[[ Records provided open ]]

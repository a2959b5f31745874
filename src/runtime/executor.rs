//! Call runtime executor

use super::traits::SessionStore;
use super::{CallError, CallUpdate};

use crate::engine::ConversationEngine;
use crate::session::{SessionUpdate, Speaker};
use crate::state_machine::{transition, CallContext, CallState, Effect, Event};
use chrono::Utc;
use std::time::Duration;
use tokio::sync::{broadcast, mpsc};
use tokio::time::{Instant, Interval, MissedTickBehavior};

/// Runs one call: the single writer for its engine and session record
pub struct CallRuntime<S>
where
    S: SessionStore + Clone + 'static,
{
    context: CallContext,
    state: CallState,
    engine: ConversationEngine,
    store: S,
    event_rx: mpsc::Receiver<Event>,
    broadcast_tx: broadcast::Sender<CallUpdate>,
    /// Silence timer period; `None` leaves ticks to the caller
    tick_period: Option<Duration>,
}

impl<S> CallRuntime<S>
where
    S: SessionStore + Clone + 'static,
{
    pub fn new(
        context: CallContext,
        engine: ConversationEngine,
        store: S,
        event_rx: mpsc::Receiver<Event>,
        broadcast_tx: broadcast::Sender<CallUpdate>,
    ) -> Self {
        Self {
            context,
            state: CallState::Pending,
            engine,
            store,
            event_rx,
            broadcast_tx,
            tick_period: None,
        }
    }

    #[must_use]
    pub fn with_silence_timer(mut self, period: Option<Duration>) -> Self {
        self.tick_period = period;
        self
    }

    #[allow(dead_code)] // State query utility
    pub fn state(&self) -> &CallState {
        &self.state
    }

    pub async fn run(mut self) {
        tracing::info!(session_id = %self.context.session_id, "Starting call runtime");

        let mut ticker = self.tick_period.map(silence_interval);

        // Process events in a loop until every handle is dropped
        loop {
            let listening = matches!(self.state, CallState::Active { .. });
            tokio::select! {
                maybe_event = self.event_rx.recv() => {
                    let Some(event) = maybe_event else { break };
                    let caller_activity = match &event {
                        Event::StartCall => true,
                        Event::CallerUtterance { text } => !text.trim().is_empty(),
                        _ => false,
                    };
                    if let Err(e) = self.process_event(event).await {
                        tracing::warn!(session_id = %self.context.session_id, error = %e, "Event rejected");
                    } else if caller_activity {
                        if let Some(ticker) = ticker.as_mut() {
                            ticker.reset();
                        }
                    }
                }
                () = next_tick(&mut ticker), if listening => {
                    if let Err(e) = self.process_event(Event::SilenceTick).await {
                        tracing::warn!(session_id = %self.context.session_id, error = %e, "Silence tick failed");
                    }
                }
            }
        }

        tracing::info!(session_id = %self.context.session_id, "Call runtime stopped");
    }

    /// Feed one event through the state machine and execute the effects,
    /// including any events the effects generate.
    ///
    /// If an effect fails the state reverts to where it was before `event`,
    /// so the call can still take further turns and silence ticks.
    pub async fn process_event(&mut self, event: Event) -> Result<(), CallError> {
        let before = self.state.clone();
        let result = self.run_event_chain(event).await;
        if let Err(CallError::Store(e)) = &result {
            tracing::warn!(
                session_id = %self.context.session_id,
                error = %e,
                state = ?before,
                "Effect failed, restoring previous state"
            );
            self.state = before;
            let _ = self.broadcast_tx.send(CallUpdate::Error {
                message: e.to_string(),
            });
        }
        result
    }

    async fn run_event_chain(&mut self, event: Event) -> Result<(), CallError> {
        let mut events_to_process = vec![event];

        while let Some(current_event) = events_to_process.pop() {
            // Pure state transition
            let result = match transition(&self.state, &self.context, current_event) {
                Ok(r) => r,
                Err(e) => {
                    // Transition errors are user-facing (e.g., "call has ended")
                    let _ = self.broadcast_tx.send(CallUpdate::Error {
                        message: e.to_string(),
                    });
                    return Err(e.into());
                }
            };

            let old_status = self.state.status();
            self.state = result.new_state;
            if self.state.status() != old_status {
                tracing::info!(
                    session_id = %self.context.session_id,
                    from = %old_status,
                    to = %self.state.status(),
                    "Call status changed"
                );
            }

            for effect in result.effects {
                if let Some(generated_event) = self.execute_effect(effect).await? {
                    events_to_process.push(generated_event);
                }
            }
        }

        Ok(())
    }

    async fn execute_effect(&mut self, effect: Effect) -> Result<Option<Event>, CallError> {
        let session_id = self.context.session_id.clone();

        match effect {
            Effect::SpeakOpening => {
                let opening = self.engine.produce_opening_statement();
                self.append_turn(Speaker::Assistant, &opening).await?;
                Ok(None)
            }

            Effect::AppendTurn { speaker, message } => {
                self.append_turn(speaker, &message).await?;
                Ok(None)
            }

            Effect::ConsultEngine { utterance } => {
                let session = self.store.get_session(&session_id).await?;
                let reply = self.engine.produce_reply(&utterance, &session.turns);
                let clarifications = self.engine.clarification_count();
                tracing::debug!(
                    session_id = %session_id,
                    clarifications,
                    transfer = ?reply.transfer,
                    "Engine decided"
                );

                // Mirror the counter so the record shows progress toward hand-off
                if clarifications != session.clarification_attempts {
                    self.store
                        .update_session(
                            &session_id,
                            SessionUpdate {
                                clarification_attempts: Some(clarifications),
                                ..SessionUpdate::default()
                            },
                        )
                        .await?;
                }

                Ok(Some(Event::AssistantReply { reply }))
            }

            Effect::StampStart => {
                self.store
                    .update_session(
                        &session_id,
                        SessionUpdate {
                            start_time: Some(Utc::now()),
                            ..SessionUpdate::default()
                        },
                    )
                    .await?;
                Ok(None)
            }

            Effect::StampEnd => {
                self.store
                    .update_session(
                        &session_id,
                        SessionUpdate {
                            end_time: Some(Utc::now()),
                            ..SessionUpdate::default()
                        },
                    )
                    .await?;
                Ok(None)
            }

            Effect::GenerateSummary => {
                let session = self.store.get_session(&session_id).await?;
                let summary = self
                    .engine
                    .produce_summary(&session.turns, session.duration_secs());
                self.store
                    .update_session(
                        &session_id,
                        SessionUpdate {
                            summary: Some(summary.clone()),
                            ..SessionUpdate::default()
                        },
                    )
                    .await?;
                let _ = self.broadcast_tx.send(CallUpdate::Summary { summary });
                Ok(None)
            }

            Effect::PersistState => {
                let mut update = SessionUpdate::status(self.state.status());
                match &self.state {
                    CallState::Transferred { reason } => {
                        tracing::info!(session_id = %session_id, reason = %reason, "Call transferred to Manohar");
                        update.transfer_reason = Some(*reason);
                    }
                    CallState::Failed { message } => {
                        tracing::error!(session_id = %session_id, error = %message, "Call failed");
                    }
                    _ => {}
                }
                self.store.update_session(&session_id, update).await?;

                let transfer_reason = match &self.state {
                    CallState::Transferred { reason } => Some(*reason),
                    _ => None,
                };
                let _ = self.broadcast_tx.send(CallUpdate::Status {
                    status: self.state.status(),
                    transfer_reason,
                });
                Ok(None)
            }

            Effect::NotifySilence { elapsed, threshold } => {
                let _ = self
                    .broadcast_tx
                    .send(CallUpdate::Silence { elapsed, threshold });
                Ok(None)
            }
        }
    }

    async fn append_turn(&self, speaker: Speaker, message: &str) -> Result<(), CallError> {
        let turn = self
            .store
            .append_turn(&self.context.session_id, speaker, message)
            .await?;
        let _ = self.broadcast_tx.send(CallUpdate::Turn { turn });
        Ok(())
    }
}

fn silence_interval(period: Duration) -> Interval {
    let mut interval = tokio::time::interval_at(Instant::now() + period, period);
    interval.set_missed_tick_behavior(MissedTickBehavior::Delay);
    interval
}

/// Wait for the next timer tick, or forever when the timer is disabled
async fn next_tick(ticker: &mut Option<Interval>) {
    match ticker {
        Some(interval) => {
            interval.tick().await;
        }
        None => std::future::pending::<()>().await,
    }
}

[[ Records provided closed ]]

The task →
On how many lines of the material does the word "warn" appear? Reply with the number alone.

Exercise response →
3